DATA FOR ANALYSIS Block Start

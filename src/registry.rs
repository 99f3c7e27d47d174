//! Graph-level staging state.
//!
//! The registry knows, per graph name, whether the graph is present, staged
//! for addition or staged for removal. Names it has never seen are
//! `Unknown`; the first existence check probes the backend and memoizes the
//! answer. Opposite staged operations cancel each other instead of stacking.

use ahash::AHashMap;

use crate::{
    backend::{Capability, StoreBackend},
    errors::StoreError,
    graph::GraphName,
};

/// Observable registry state of one graph name.
#[derive(Clone, Copy, Debug, PartialEq, Eq, Hash)]
pub enum GraphStatus {
    PresentClean,
    PresentDirty,
    PendingAddition,
    PendingRemoval,
    Unknown,
}

impl GraphStatus {
    /// Whether a flush has work to do for this status.
    pub fn is_staged(&self) -> bool {
        matches!(
            self,
            GraphStatus::PresentDirty | GraphStatus::PendingAddition | GraphStatus::PendingRemoval
        )
    }
}

#[derive(Clone, Copy, Debug, PartialEq, Eq)]
enum Entry {
    Present { dirty: bool },
    PendingAddition,
    PendingRemoval,
    /// Memoized negative probe; reported as `Unknown`.
    ConfirmedAbsent,
}

/// What staging an addition did to the registry.
#[derive(Clone, Copy, Debug, PartialEq, Eq)]
pub enum AddOutcome {
    /// A staged removal was cancelled; the graph is present again.
    CancelledRemoval,
    StagedAddition,
}

/// What staging a removal did to the registry.
#[derive(Clone, Copy, Debug, PartialEq, Eq)]
pub enum RemoveOutcome {
    /// A staged addition was cancelled; the entry is gone.
    CancelledAddition,
    StagedRemoval,
    /// Nothing visible carried that name.
    NotPresent,
}

/// Per-name staging state of a session.
#[derive(Debug, Default)]
pub struct GraphRegistry {
    entries: AHashMap<GraphName, Entry>,
}

impl GraphRegistry {
    pub fn new() -> Self {
        Self::default()
    }

    /// Current status without consulting the backend. Memoized negative
    /// probes report `Unknown`.
    pub fn status(&self, name: &GraphName) -> GraphStatus {
        match self.entries.get(name) {
            Some(Entry::Present { dirty: false }) => GraphStatus::PresentClean,
            Some(Entry::Present { dirty: true }) => GraphStatus::PresentDirty,
            Some(Entry::PendingAddition) => GraphStatus::PendingAddition,
            Some(Entry::PendingRemoval) => GraphStatus::PendingRemoval,
            Some(Entry::ConfirmedAbsent) | None => GraphStatus::Unknown,
        }
    }

    /// Visibility answer available without a probe, if any.
    pub fn cached_visibility(&self, name: &GraphName) -> Option<bool> {
        self.entries.get(name).map(|entry| match entry {
            Entry::Present { .. } | Entry::PendingAddition => true,
            Entry::PendingRemoval | Entry::ConfirmedAbsent => false,
        })
    }

    /// Whether the graph is visible in the session, probing the backend once
    /// for names never seen before.
    pub fn has(&mut self, name: &GraphName, backend: &dyn StoreBackend) -> Result<bool, StoreError> {
        if let Some(visible) = self.cached_visibility(name) {
            return Ok(visible);
        }
        let exists = probe(name, backend)?;
        tracing::debug!(graph = %name, exists, "probed backend for graph");
        self.entries.insert(
            name.clone(),
            if exists {
                Entry::Present { dirty: false }
            } else {
                Entry::ConfirmedAbsent
            },
        );
        Ok(exists)
    }

    /// Stage an addition. Callers check visibility first; a staged removal is
    /// cancelled, anything else becomes a pending addition.
    pub fn stage_add(&mut self, name: &GraphName) -> AddOutcome {
        match self.entries.get(name) {
            Some(Entry::PendingRemoval) => {
                self.entries
                    .insert(name.clone(), Entry::Present { dirty: false });
                tracing::debug!(graph = %name, "addition cancelled staged removal");
                AddOutcome::CancelledRemoval
            }
            _ => {
                self.entries.insert(name.clone(), Entry::PendingAddition);
                tracing::debug!(graph = %name, "staged graph addition");
                AddOutcome::StagedAddition
            }
        }
    }

    /// Stage a removal of a graph whose visibility is already known.
    pub fn stage_remove(&mut self, name: &GraphName) -> RemoveOutcome {
        match self.entries.get(name) {
            Some(Entry::PendingAddition) => {
                self.entries.remove(name);
                tracing::debug!(graph = %name, "removal cancelled staged addition");
                RemoveOutcome::CancelledAddition
            }
            Some(Entry::Present { .. }) => {
                self.entries.insert(name.clone(), Entry::PendingRemoval);
                tracing::debug!(graph = %name, "staged graph removal");
                RemoveOutcome::StagedRemoval
            }
            _ => RemoveOutcome::NotPresent,
        }
    }

    /// Record the graph as present in the backend, replacing any staged
    /// state. Used once a flush or discard settles the graph.
    pub fn mark_present(&mut self, name: &GraphName, dirty: bool) {
        self.entries.insert(name.clone(), Entry::Present { dirty });
    }

    /// Update the dirty flag of a present graph; other states are untouched.
    pub fn sync_dirty(&mut self, name: &GraphName, dirty: bool) {
        if let Some(Entry::Present { dirty: flag }) = self.entries.get_mut(name) {
            *flag = dirty;
        }
    }

    /// Record that the backend holds no graph of that name.
    pub fn confirm_absent(&mut self, name: &GraphName) {
        self.entries.insert(name.clone(), Entry::ConfirmedAbsent);
    }

    /// Drop every record of the name; the next check probes again.
    pub fn forget(&mut self, name: &GraphName) {
        self.entries.remove(name);
    }

    /// Names currently in `status`, sorted. `Unknown` covers only memoized
    /// negative probes.
    pub fn names_with(&self, status: GraphStatus) -> Vec<GraphName> {
        let mut names: Vec<GraphName> = self
            .entries
            .keys()
            .filter(|name| self.status(name) == status)
            .cloned()
            .collect();
        names.sort();
        names
    }

    /// Names visible without a probe (present or pending addition), sorted.
    pub fn known_visible(&self) -> Vec<GraphName> {
        let mut names: Vec<GraphName> = self
            .entries
            .iter()
            .filter(|(_, entry)| matches!(entry, Entry::Present { .. } | Entry::PendingAddition))
            .map(|(name, _)| name.clone())
            .collect();
        names.sort();
        names
    }

    /// Graphs staged for creation.
    pub fn pending_addition_count(&self) -> usize {
        self.count(|entry| matches!(entry, Entry::PendingAddition))
    }

    /// Graphs staged for deletion.
    pub fn pending_removal_count(&self) -> usize {
        self.count(|entry| matches!(entry, Entry::PendingRemoval))
    }

    /// Present graphs whose recorded dirty flag is set. Proxies update the
    /// flag through [`sync_dirty`](Self::sync_dirty).
    pub fn dirty_count(&self) -> usize {
        self.count(|entry| matches!(entry, Entry::Present { dirty: true }))
    }

    fn count(&self, predicate: impl Fn(&Entry) -> bool) -> usize {
        self.entries.values().filter(|entry| predicate(entry)).count()
    }

    /// Drop memoized probe results so the next check asks the backend again.
    /// Staged entries and names for which `keep` returns true survive.
    pub fn invalidate_probes(&mut self, keep: impl Fn(&GraphName) -> bool) {
        self.entries.retain(|name, entry| match entry {
            Entry::ConfirmedAbsent => false,
            Entry::Present { dirty: false } => keep(name),
            _ => true,
        });
    }
}

fn probe(name: &GraphName, backend: &dyn StoreBackend) -> Result<bool, StoreError> {
    let caps = backend.capabilities();
    if caps.supports(Capability::ListGraphs) {
        Ok(backend.list_graph_names()?.contains(name))
    } else if caps.supports(Capability::LoadGraph) {
        backend.has_graph(name)
    } else {
        Err(StoreError::unsupported(Capability::LoadGraph))
    }
}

DATA FOR ANALYSIS Block End

- **TASK REQUIREMENTS**
Within the listing above, extract exactly the lines from the line with "is present, staged" to the line with "addition did to the registry.", the two named lines included, and no others.

- **ANSWER TO THE PROBLEM**
//! The registry knows, per graph name, whether the graph is present, staged
//! for addition or staged for removal. Names it has never seen are
//! `Unknown`; the first existence check probes the backend and memoizes the
//! answer. Opposite staged operations cancel each other instead of stacking.

use ahash::AHashMap;

use crate::{
    backend::{Capability, StoreBackend},
    errors::StoreError,
    graph::GraphName,
};

/// Observable registry state of one graph name.
#[derive(Clone, Copy, Debug, PartialEq, Eq, Hash)]
pub enum GraphStatus {
    PresentClean,
    PresentDirty,
    PendingAddition,
    PendingRemoval,
    Unknown,
}

impl GraphStatus {
    /// Whether a flush has work to do for this status.
    pub fn is_staged(&self) -> bool {
        matches!(
            self,
            GraphStatus::PresentDirty | GraphStatus::PendingAddition | GraphStatus::PendingRemoval
        )
    }
}

#[derive(Clone, Copy, Debug, PartialEq, Eq)]
enum Entry {
    Present { dirty: bool },
    PendingAddition,
    PendingRemoval,
    /// Memoized negative probe; reported as `Unknown`.
    ConfirmedAbsent,
}

/// What staging an addition did to the registry.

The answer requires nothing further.